The Mission
It began with a train ride from Grand Central Station in New York to Yale University in New Haven. My mission: to speak to a group of pre-Med and pre-Health students; members of a national organization called MedX, whose mission is to explore the healthcare field from an array of interdisciplinary, holistic perspectives. Objective: to pose the question: is medical narration just icing on the cake?
Funny enough, when I arrived I was greeted with a sign that read “MedX -> McNuggets & Medical Narration.” I guess food is always a good way to draw a crowd for a speaking event—good thing I brought the cake.
Cake
The cake, you see, is content. Medical content producers (writers, illustrators, animators, videographers) have science backgrounds and are in business to communicate complex ideas simply, whether it be through imagery, text, and/or symbols (like arrows for example), to make a topic easily understood.

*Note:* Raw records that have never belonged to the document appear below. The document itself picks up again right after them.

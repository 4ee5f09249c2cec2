use thiserror::Error;

#[derive(Debug, Clone, PartialEq, Eq, Error)]
pub enum Error {
    #[error("Unable to fetch orphanages: {0}")]
    Fetch(String),
    #[error("The server responded with status {status}: {message}")]
    Api { status: u16, message: String },
    #[error("Malformed response: {0}")]
    MalformedResponse(String),
}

The consumers of the content-cake range from physicians, patients, caregivers, healthcare professionals, parents, kids, sales reps, investors, to basically everybody.
But not all animators and video producers who are creating this material realize the importance of adding audio—voiceover (VO)—the spoken word to the mix. Some think VO might be a nice addition, an afterthought, something extra like icing on a cake—not essential to the basic cake. Still, there are many reasons why professional medical narration is a key ingredient and should be factored into the baking process, not just an optional afterthought.
Reasons
- People learn through different modalities: visual, kinetic and auditory. Why limit one of the channels to the brain and inhibit understanding if someone learns best through hearing what the message is?
- The era of silent films is past! In this day and age, the brain expects to hear sound when seeing videos, so the project feels like it’s missing something without audio.
- The visuals must tell the story, but a script can go into greater detail and breathe life into the nooks and crannies of the illustrations, expounding, elucidating, drawing the viewer’s attention to what’s really important and to nuances that might otherwise be missed.
- A quality narration completes a project, makes it more professional and gives the project greater credibility.
Debbie Irwin with Yale Students.
Excellence Matters
Bad audio can ruin good video! Sound is invisible but essential! Video producers across the spectrum (medical videos, animated explainer videos, corporate videos, gaming videos, etc.) will all tell you that crappy audio will deter viewers. People may tolerate poor video but if the sound is bad they disengage, and who can afford that?! Any quality video production will have clean imagery, engaging content, and listenable sound.
That means:
- No background noise (airplanes, wind, people talking in the distance, footsteps from the floor above, air-conditioner fans, rustling clothes, clanking jewelry).
- Audible narration that can be understood: no mumbling, hemming and hawing, unintelligible accents, slurred or mispronounced words from someone who doesn’t know how to properly use a microphone.
- Voice talent who can tell the story of complex material with confidence, credibility, and warmth, who understand how to change their vocal delivery to suit different audiences, be they lay or professional—e.g. speaking to physicians vs. speaking to seniors or children.
- Balanced audio levels (between music, narration and SFX so no one element stands out, but rather hangs together harmoniously as a whole, supporting the visuals), with a sensitivity to the listener’s environment—headphones/tradeshow/auditorium.
So, take audio seriously and your presentations will rise to the top (like cake) of the class! Because quality ingredients make for quality outcomes!
Maybe, instead of chicken nuggets, the next group I speak to will have cake, I’ll bring the icing. Because who doesn’t like icing on their cake!?